-------- Information supplied

//! Server configuration from environment variables
//!
//! | Variable | Default |
//! |---|---|
//! | `BLOG_SEARCH_ADDR` | `127.0.0.1:3030` |
//! | `BLOG_SEARCH_BACKEND` | `memory` (`memory` or `elasticsearch`) |
//! | `BLOG_SEARCH_SEED_PATH` | built-in seed posts |
//! | `ELASTICSEARCH_ENDPOINT` | `http://localhost:9200` |
//! | `ELASTICSEARCH_INDEX` | `blog-posts` |
//! | `BLOG_SEARCH_EXPANDER` | `static` (`static` or `llm`) |
//! | `OPENAI_API_KEY` | unset |
//! | `BLOG_SEARCH_LLM_ENDPOINT` | OpenRouter chat completions |
//! | `BLOG_SEARCH_LLM_MODEL` | `openai/gpt-3.5-turbo` |
//! | `BLOG_SEARCH_LLM_TIMEOUT_MS` | `5000` |
//! | `BLOG_SEARCH_HYBRID` | `filter` (`filter` or `weighted`) |
//! | `BLOG_SEARCH_SIMULATE_LATENCY` | `false` |

use std::env;
use std::net::SocketAddr;
use std::path::PathBuf;
use std::str::FromStr;

use crate::error::{Result, SearchError};
use crate::search::{HybridPolicy, DEFAULT_LLM_ENDPOINT, DEFAULT_LLM_MODEL};

pub const DEFAULT_ADDR: &str = "127.0.0.1:3030";
pub const DEFAULT_ELASTICSEARCH_ENDPOINT: &str = "http://localhost:9200";
pub const DEFAULT_ELASTICSEARCH_INDEX: &str = "blog-posts";
pub const DEFAULT_LLM_TIMEOUT_MS: u64 = 5000;

/// Which backend serves searches
#[derive(Debug, Clone, Copy, PartialEq, Eq, Default)]
pub enum BackendKind {
    #[default]
    Memory,
    Elasticsearch,
}

impl FromStr for BackendKind {
    type Err = String;

    fn from_str(s: &str) -> std::result::Result<Self, Self::Err> {
        match s.trim().to_lowercase().as_str() {
            "memory" | "mock" => Ok(BackendKind::Memory),
            "elasticsearch" | "es" => Ok(BackendKind::Elasticsearch),
            other => Err(format!("unknown backend '{}'", other)),
        }
    }
}

/// Which term expander semantic and hybrid modes use
#[derive(Debug, Clone, Copy, PartialEq, Eq, Default)]
pub enum ExpanderKind {
    #[default]
    Static,
    Llm,
}

impl FromStr for ExpanderKind {
    type Err = String;

    fn from_str(s: &str) -> std::result::Result<Self, Self::Err> {
        match s.trim().to_lowercase().as_str() {
            "static" => Ok(ExpanderKind::Static),
            "llm" | "openai" => Ok(ExpanderKind::Llm),
            other => Err(format!("unknown expander '{}'", other)),
        }
    }
}

#[derive(Debug, Clone)]
pub struct Config {
    pub addr: SocketAddr,
    pub backend: BackendKind,
    pub seed_path: Option<PathBuf>,
    pub elasticsearch_endpoint: String,
    pub elasticsearch_index: String,
    pub expander: ExpanderKind,
    pub llm_api_key: Option<String>,
    pub llm_endpoint: String,
    pub llm_model: String,
    pub llm_timeout_ms: u64,
    pub hybrid_policy: HybridPolicy,
    pub simulate_latency: bool,
}

impl Default for Config {
    fn default() -> Self {
        Self {
            addr: SocketAddr::from(([127, 0, 0, 1], 3030)),
            backend: BackendKind::default(),
            seed_path: None,
            elasticsearch_endpoint: DEFAULT_ELASTICSEARCH_ENDPOINT.to_string(),
            elasticsearch_index: DEFAULT_ELASTICSEARCH_INDEX.to_string(),
            expander: ExpanderKind::default(),
            llm_api_key: None,
            llm_endpoint: DEFAULT_LLM_ENDPOINT.to_string(),
            llm_model: DEFAULT_LLM_MODEL.to_string(),
            llm_timeout_ms: DEFAULT_LLM_TIMEOUT_MS,
            hybrid_policy: HybridPolicy::default(),
            simulate_latency: false,
        }
    }
}

fn parse<T>(name: &str, value: &str) -> Result<T>
where
    T: FromStr,
    T::Err: std::fmt::Display,
{
    value
        .parse()
        .map_err(|e| SearchError::Config(format!("{}: {}", name, e)))
}

fn parse_bool(name: &str, value: &str) -> Result<bool> {
    match value.trim().to_lowercase().as_str() {
        "1" | "true" | "yes" | "on" => Ok(true),
        "0" | "false" | "no" | "off" | "" => Ok(false),
        other => Err(SearchError::Config(format!(
            "{}: expected a boolean, got '{}'",
            name, other
        ))),
    }
}

impl Config {
    /// Read configuration from the process environment
    pub fn from_env() -> Result<Self> {
        Self::from_lookup(|name| env::var(name).ok())
    }

    /// Read configuration through `lookup`; unset variables keep defaults
    pub fn from_lookup<F>(lookup: F) -> Result<Self>
    where
        F: Fn(&str) -> Option<String>,
    {
        let mut config = Config::default();

        if let Some(v) = lookup("BLOG_SEARCH_ADDR") {
            config.addr = parse("BLOG_SEARCH_ADDR", &v)?;
        }
        if let Some(v) = lookup("BLOG_SEARCH_BACKEND") {
            config.backend = parse("BLOG_SEARCH_BACKEND", &v)?;
        }
        if let Some(v) = lookup("BLOG_SEARCH_SEED_PATH").filter(|v| !v.trim().is_empty()) {
            config.seed_path = Some(PathBuf::from(v));
        }
        if let Some(v) = lookup("ELASTICSEARCH_ENDPOINT") {
            config.elasticsearch_endpoint = v;
        }
        if let Some(v) = lookup("ELASTICSEARCH_INDEX") {
            config.elasticsearch_index = v;
        }
        if let Some(v) = lookup("BLOG_SEARCH_EXPANDER") {
            config.expander = parse("BLOG_SEARCH_EXPANDER", &v)?;
        }
        config.llm_api_key = lookup("OPENAI_API_KEY").filter(|v| !v.trim().is_empty());
        if let Some(v) = lookup("BLOG_SEARCH_LLM_ENDPOINT") {
            config.llm_endpoint = v;
        }
        if let Some(v) = lookup("BLOG_SEARCH_LLM_MODEL") {
            config.llm_model = v;
        }
        if let Some(v) = lookup("BLOG_SEARCH_LLM_TIMEOUT_MS") {
            config.llm_timeout_ms = parse("BLOG_SEARCH_LLM_TIMEOUT_MS", &v)?;
        }
        if let Some(v) = lookup("BLOG_SEARCH_HYBRID") {
            config.hybrid_policy = parse("BLOG_SEARCH_HYBRID", &v)?;
        }
        if let Some(v) = lookup("BLOG_SEARCH_SIMULATE_LATENCY") {
            config.simulate_latency = parse_bool("BLOG_SEARCH_SIMULATE_LATENCY", &v)?;
        }

        Ok(config)
    }
}

#[cfg(test)]
mod tests {
    use std::collections::HashMap;

    use super::*;

    fn lookup(vars: &[(&str, &str)]) -> impl Fn(&str) -> Option<String> {
        let map: HashMap<String, String> = vars
            .iter()
            .map(|(k, v)| (k.to_string(), v.to_string()))
            .collect();
        move |name| map.get(name).cloned()
    }

    #[test]
    fn test_defaults() {
        let config = Config::from_lookup(lookup(&[])).unwrap();
        assert_eq!(config.addr.to_string(), DEFAULT_ADDR);
        assert_eq!(config.backend, BackendKind::Memory);
        assert_eq!(config.expander, ExpanderKind::Static);
        assert_eq!(config.hybrid_policy, HybridPolicy::Filter);
        assert!(!config.simulate_latency);
        assert!(config.seed_path.is_none());
    }

    #[test]
    fn test_overrides() {
        let config = Config::from_lookup(lookup(&[
            ("BLOG_SEARCH_ADDR", "0.0.0.0:8080"),
            ("BLOG_SEARCH_BACKEND", "elasticsearch"),
            ("ELASTICSEARCH_ENDPOINT", "http://es:9200"),
            ("BLOG_SEARCH_EXPANDER", "llm"),
            ("OPENAI_API_KEY", "sk-test"),
            ("BLOG_SEARCH_LLM_TIMEOUT_MS", "250"),
            ("BLOG_SEARCH_HYBRID", "weighted"),
            ("BLOG_SEARCH_SIMULATE_LATENCY", "yes"),
            ("BLOG_SEARCH_SEED_PATH", "/tmp/posts.json"),
        ]))
        .unwrap();

        assert_eq!(config.addr.port(), 8080);
        assert_eq!(config.backend, BackendKind::Elasticsearch);
        assert_eq!(config.elasticsearch_endpoint, "http://es:9200");
        assert_eq!(config.expander, ExpanderKind::Llm);
        assert_eq!(config.llm_api_key.as_deref(), Some("sk-test"));
        assert_eq!(config.llm_timeout_ms, 250);
        assert_eq!(config.hybrid_policy, HybridPolicy::Weighted);
        assert!(config.simulate_latency);
        assert_eq!(config.seed_path, Some(PathBuf::from("/tmp/posts.json")));
    }

    #[test]
    fn test_invalid_values_are_config_errors() {
        let err = Config::from_lookup(lookup(&[("BLOG_SEARCH_BACKEND", "solr")])).unwrap_err();
        assert!(matches!(err, SearchError::Config(_)));

        let err = Config::from_lookup(lookup(&[("BLOG_SEARCH_SIMULATE_LATENCY", "maybe")]))
            .unwrap_err();
        assert!(matches!(err, SearchError::Config(_)));

        let err =
            Config::from_lookup(lookup(&[("BLOG_SEARCH_ADDR", "not-an-addr")])).unwrap_err();
        assert!(matches!(err, SearchError::Config(_)));
    }
}
//! Weighted multi-signal scoring for hybrid search
//!
//! Each signal that fires adds its weight to the post's score. Posts with
//! a zero score are dropped; the rest are ordered by descending score with
//! ties kept in store order.

use rapidfuzz::distance::levenshtein;
use rayon::prelude::*;

use super::predicates::contains;
use crate::types::Post;

/// Threshold for scoring in parallel (post count)
const PARALLEL_SCORE_THRESHOLD: usize = 1000;

/// Signal weights, strictly decreasing in priority
#[derive(Debug, Clone, Copy, PartialEq, Eq)]
pub struct HybridWeights {
    /// Title contains the original query
    pub title: u32,
    /// Content contains the original query
    pub content: u32,
    /// A topic contains the original query
    pub topic: u32,
    /// Title has an expansion term as a whole token
    pub expanded_title: u32,
    /// Content has an expansion term as a whole token
    pub expanded_content: u32,
    /// Content has a near-miss spelling of every query token
    pub typo_content: u32,
}

impl Default for HybridWeights {
    fn default() -> Self {
        Self {
            title: 5,
            content: 3,
            topic: 2,
            expanded_title: 2,
            expanded_content: 1,
            typo_content: 1,
        }
    }
}

/// A post with its aggregate hybrid score
#[derive(Debug, Clone, PartialEq)]
pub struct ScoredPost {
    pub post: Post,
    pub score: u32,
}

/// Terms the expansion added on top of the original query, lower-cased
/// and deduplicated in order of appearance
pub fn expansion_terms(normalized_query: &str, expanded: &str) -> Vec<String> {
    let query_tokens = tokenize(normalized_query);
    let mut terms: Vec<String> = Vec::new();

    for token in tokenize(expanded) {
        if query_tokens.contains(&token) || terms.contains(&token) {
            continue;
        }
        terms.push(token);
    }

    terms
}

/// Edit budget for a token of `len` characters: 0 up to 2 chars,
/// 1 up to 5 chars, 2 beyond
pub fn auto_fuzziness(len: usize) -> usize {
    match len {
        0..=2 => 0,
        3..=5 => 1,
        _ => 2,
    }
}

fn tokenize(text: &str) -> Vec<String> {
    text.to_lowercase()
        .split(|c: char| !c.is_alphanumeric())
        .filter(|t| !t.is_empty())
        .map(String::from)
        .collect()
}

/// Every query token has a text token within its edit budget
pub fn typo_tolerant_match(text: &str, normalized_query: &str) -> bool {
    let query_tokens = tokenize(normalized_query);
    if query_tokens.is_empty() {
        return false;
    }
    let text_tokens = tokenize(text);

    query_tokens.iter().all(|q| {
        let budget = auto_fuzziness(q.chars().count());
        text_tokens
            .iter()
            .any(|t| levenshtein::distance(q.chars(), t.chars()) <= budget)
    })
}

/// Aggregate score of one post
pub fn score_post(
    post: &Post,
    normalized_query: &str,
    expansion: &[String],
    weights: &HybridWeights,
) -> u32 {
    let mut score = 0;

    if contains(&post.title, normalized_query) {
        score += weights.title;
    }
    if contains(&post.content, normalized_query) {
        score += weights.content;
    }
    if post.topics.iter().any(|t| contains(t, normalized_query)) {
        score += weights.topic;
    }
    // Expansion terms count only as whole tokens
    let title_tokens = tokenize(&post.title);
    if expansion.iter().any(|term| title_tokens.contains(term)) {
        score += weights.expanded_title;
    }
    let content_tokens = tokenize(&post.content);
    if expansion.iter().any(|term| content_tokens.contains(term)) {
        score += weights.expanded_content;
    }
    if typo_tolerant_match(&post.content, normalized_query) {
        score += weights.typo_content;
    }

    score
}

/// Score every post and return the matches, best first
pub fn rank(
    posts: Vec<Post>,
    normalized_query: &str,
    expansion: &[String],
    weights: &HybridWeights,
) -> Vec<ScoredPost> {
    let score = |post: Post| {
        let score = score_post(&post, normalized_query, expansion, weights);
        (score > 0).then_some(ScoredPost { post, score })
    };

    let mut scored: Vec<ScoredPost> = if posts.len() > PARALLEL_SCORE_THRESHOLD {
        posts.into_par_iter().filter_map(score).collect()
    } else {
        posts.into_iter().filter_map(score).collect()
    };

    // Stable sort keeps store order among equal scores
    scored.sort_by(|a, b| b.score.cmp(&a.score));
    scored
}

#[cfg(test)]
mod tests {
    use super::*;

    #[test]
    fn test_expansion_terms_drop_query_tokens() {
        let terms = expansion_terms("react", "react javascript frontend component hooks jsx");
        assert_eq!(terms, vec!["javascript", "frontend", "component", "hooks", "jsx"]);
    }

    #[test]
    fn test_expansion_terms_dedupe() {
        let terms = expansion_terms("web app", "Web App javascript frontend javascript");
        assert_eq!(terms, vec!["javascript", "frontend"]);
    }

    #[test]
    fn test_expansion_terms_strip_punctuation() {
        let terms = expansion_terms("react", "React, JSX; hooks.");
        assert_eq!(terms, vec!["jsx", "hooks"]);
    }

    #[test]
    fn test_expansion_terms_match_whole_tokens_only() {
        let weights = HybridWeights::default();
        let post = Post::new(1, "Side Effects").with_content("posts about threads and uis");
        let expansion = expansion_terms("typescript", "typescript ts ui");

        assert_eq!(score_post(&post, "typescript", &expansion, &weights), 0);

        let post = Post::new(2, "Why TS").with_content("a ui kit");
        assert_eq!(
            score_post(&post, "typescript", &expansion, &weights),
            weights.expanded_title + weights.expanded_content
        );
    }

    #[test]
    fn test_auto_fuzziness() {
        assert_eq!(auto_fuzziness(2), 0);
        assert_eq!(auto_fuzziness(4), 1);
        assert_eq!(auto_fuzziness(9), 2);
    }

    #[test]
    fn test_typo_tolerant_match() {
        assert!(typo_tolerant_match("Async Rust and the tokio runtime", "runtme"));
        assert!(typo_tolerant_match("Async Rust and the tokio runtime", "tokyo runtime"));
        assert!(!typo_tolerant_match("Async Rust and the tokio runtime", "python"));
        // Short tokens get no edit budget
        assert!(!typo_tolerant_match("go is fun", "ga"));
        assert!(!typo_tolerant_match("anything", ""));
    }

    #[test]
    fn test_score_post_sums_signals() {
        let weights = HybridWeights::default();
        let post = Post::new(1, "React Patterns")
            .with_content("Building a react component library")
            .with_topics(["React"]);
        let expansion = expansion_terms("react", "react javascript component");

        // title 5 + content 3 + topic 2 + expanded content 1 + typo content 1
        assert_eq!(score_post(&post, "react", &expansion, &weights), 12);
    }

    #[test]
    fn test_rank_orders_by_score_then_store_order() {
        let weights = HybridWeights::default();
        let posts = vec![
            Post::new(1, "Intro").with_content("we mention rust once"),
            Post::new(2, "Rust Ownership").with_content("borrowing explained"),
            Post::new(3, "Other").with_content("nothing relevant"),
            Post::new(4, "More").with_content("rust again"),
        ];

        let ranked = rank(posts, "rust", &[], &weights);
        let ids: Vec<u64> = ranked.iter().map(|s| s.post.id).collect();
        assert_eq!(ids, vec![2, 1, 4]);
        assert_eq!(ranked[0].score, 5);
        assert_eq!(ranked[1].score, 4);
    }
}
//! Multi-mode post search
//!
//! This module provides the search core:
//! - Field-scoped match predicates (exact, containment, all-field)
//! - Query expansion through a static related-terms table or an LLM
//! - Exact, fuzzy, semantic and hybrid strategies
//! - Weighted multi-signal scoring for ranked hybrid search

mod expansion;
mod llm;
pub mod predicates;
mod scoring;
mod strategy;

pub use expansion::{related_terms, StaticExpander, TermExpander, RELATED_TERMS};
pub use llm::{LlmExpander, DEFAULT_LLM_ENDPOINT, DEFAULT_LLM_MODEL, MAX_QUERY_CHARS};
pub use scoring::{rank, score_post, HybridWeights, ScoredPost};
pub use strategy::{
    ExactStrategy, FuzzyStrategy, HybridPolicy, HybridStrategy, SearchStrategy, SemanticStrategy,
};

----------------

Task item
The response must give every line from the material above that holds the string "http".

Exercise solution
//! | `ELASTICSEARCH_ENDPOINT` | `http://localhost:9200` |
pub const DEFAULT_ELASTICSEARCH_ENDPOINT: &str = "http://localhost:9200";
            ("ELASTICSEARCH_ENDPOINT", "http://es:9200"),
        assert_eq!(config.elasticsearch_endpoint, "http://es:9200");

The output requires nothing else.